Brazilian History & Culture .... Video project with online peer feedback

I was very happy to be in Adriana Monti's  Brazilian History & Culture class for a video project she was doing on a press conference about the Kaiowa and Kaapor Indians. We had been talking for a while about some tech project possibilities, so this video project became her debut in many technological skills for which she is very proud now.
The press conference was a very interesting format as she had different groups preparing to be the Indians and other groups preparing to be the press with specific questions. The pairing of Indians and press was decided on the spot and students had to go off and video record the Q&A press conference using the internalized knowledge from the research. Most groups worked independently on the video editing requiring very few tips from me.

As I saw the project developing, my suggestion was to have the videos online so students could check anytime anywhere and could also make comments. We created a Google Site for the BHC class with a page just for this press conference project where the students embedded their videos from individual Youtube Channels (set as unlisted - after a quick talk on digital footprints). The project page looked beautiful and Adriana also added the project guidelines and Rubric that we brainstormed together.

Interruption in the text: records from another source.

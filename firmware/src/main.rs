#![cfg_attr(target_os = "none", no_std)]
#![cfg_attr(target_os = "none", no_main)]

#[cfg(target_os = "none")]
extern crate panic_halt;

mod clock;
mod config;
mod hw;
mod telemetry;

#[cfg(target_os = "none")]
mod runtime;

#[cfg(not(target_os = "none"))]
fn main() {}
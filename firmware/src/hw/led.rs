use embassy_stm32::gpio::{Level, Output, Speed};
use indicator_core::led::{Polarity, Rgb, RgbOutput};

/// Three discrete GPIO drivers forming one tri-color LED.
pub struct RgbLed<'d> {
    red: Output<'d>,
    green: Output<'d>,
    blue: Output<'d>,
    polarity: Polarity,
}

impl<'d> RgbLed<'d> {
    pub const SPEED: Speed = Speed::Low;

    pub fn new(red: Output<'d>, green: Output<'d>, blue: Output<'d>, polarity: Polarity) -> Self {
        let mut led = Self {
            red,
            green,
            blue,
            polarity,
        };
        led.off();
        led
    }

    /// Level every channel starts at so the LED is dark from reset.
    pub fn dark_level(polarity: Polarity) -> Level {
        Level::from(polarity.level(false))
    }

    fn level(&self, lit: bool) -> Level {
        Level::from(self.polarity.level(lit))
    }
}

impl RgbOutput for RgbLed<'_> {
    fn write(&mut self, rgb: Rgb) {
        let (red, green, blue) = (self.level(rgb.red), self.level(rgb.green), self.level(rgb.blue));
        self.red.set_level(red);
        self.green.set_level(green);
        self.blue.set_level(blue);
    }
}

So during the video presentations, the students had their laptops opened on the site's project page and were asked to add comments about the quality of the presentation in terms of content and video format. The idea was to allow everyone to contribute. Students were very engaged in the comments, and some provided many feedback details. Just one or two made jokes in the comment section which were not bad but prompted some laughing from others. Students also engaged in oral comments at the end of each video.

After the presentations, I asked the students to comment on the experience of making live comments. Many said it was good to do it at the same time as the video was playing as they would not forget some details. I asked them if they felt live comment were distracting as there were a few students laughing at each others' comments. Just a couple of students said it was distracting for them.

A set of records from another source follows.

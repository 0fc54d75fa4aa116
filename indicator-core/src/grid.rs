//! Drift-free periodic deadlines.
//!
//! A [`PeriodicGrid`] fires on fixed multiples of its period measured from the
//! origin it was created with. A late poll fires once and then jumps straight
//! to the next grid point in the future; it never fires a burst to catch up and
//! never re-bases the grid on the late poll time.

use core::fmt;

use crate::clock::Millis;

#[derive(Copy, Clone, Debug, Eq, PartialEq)]
pub enum GridError {
    ZeroPeriod,
}

impl fmt::Display for GridError {
    fn fmt(&self, f: &mut fmt::Formatter<'_>) -> fmt::Result {
        match self {
            GridError::ZeroPeriod => f.write_str("grid period must be non-zero"),
        }
    }
}

#[derive(Copy, Clone, Debug, Eq, PartialEq)]
pub struct PeriodicGrid {
    next: Millis,
    period_ms: u32,
}

impl PeriodicGrid {
    /// Grid whose first deadline is `origin + period_ms`.
    ///
    /// # Errors
    ///
    /// [`GridError::ZeroPeriod`] when `period_ms` is zero.
    pub const fn new(origin: Millis, period_ms: u32) -> Result<Self, GridError> {
        Self::with_first_deadline(origin.wrapping_add(period_ms), period_ms)
    }

    /// Grid whose first deadline is `first` itself.
    ///
    /// # Errors
    ///
    /// [`GridError::ZeroPeriod`] when `period_ms` is zero.
    pub const fn with_first_deadline(first: Millis, period_ms: u32) -> Result<Self, GridError> {
        if period_ms == 0 {
            return Err(GridError::ZeroPeriod);
        }
        Ok(Self {
            next: first,
            period_ms,
        })
    }

    #[must_use]
    pub const fn next_deadline(&self) -> Millis {
        self.next
    }

    /// Returns `true` if a deadline has passed, advancing past `now` in whole periods.
    pub fn poll(&mut self, now: Millis) -> bool {
        if !now.has_reached(self.next) {
            return false;
        }
        let behind = now.wrapping_since(self.next);
        let steps = behind / self.period_ms + 1;
        self.next = self.next.wrapping_add(steps.wrapping_mul(self.period_ms));
        true
    }
}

After debriefing the project with Adriana, I suggested the use of a Google Form embedded on the site to allow live comments without seeing each other's. Another option will be asking for comments only after the video is done. So we will see how it turns out on  another opportunity. This was an experiment to push the boundaries a little bit, taking the video to an online venue that allows different types of interaction, as well as the face-to-face ones. Adriana and I also discussed a rubric for this project that addresses the content knowledge and some of  skills present in the video format that would be appropriate for this specific experience. In the next video project for PFL we will be thinking about requirements and rubric ahead of time. based on this experience. Good job!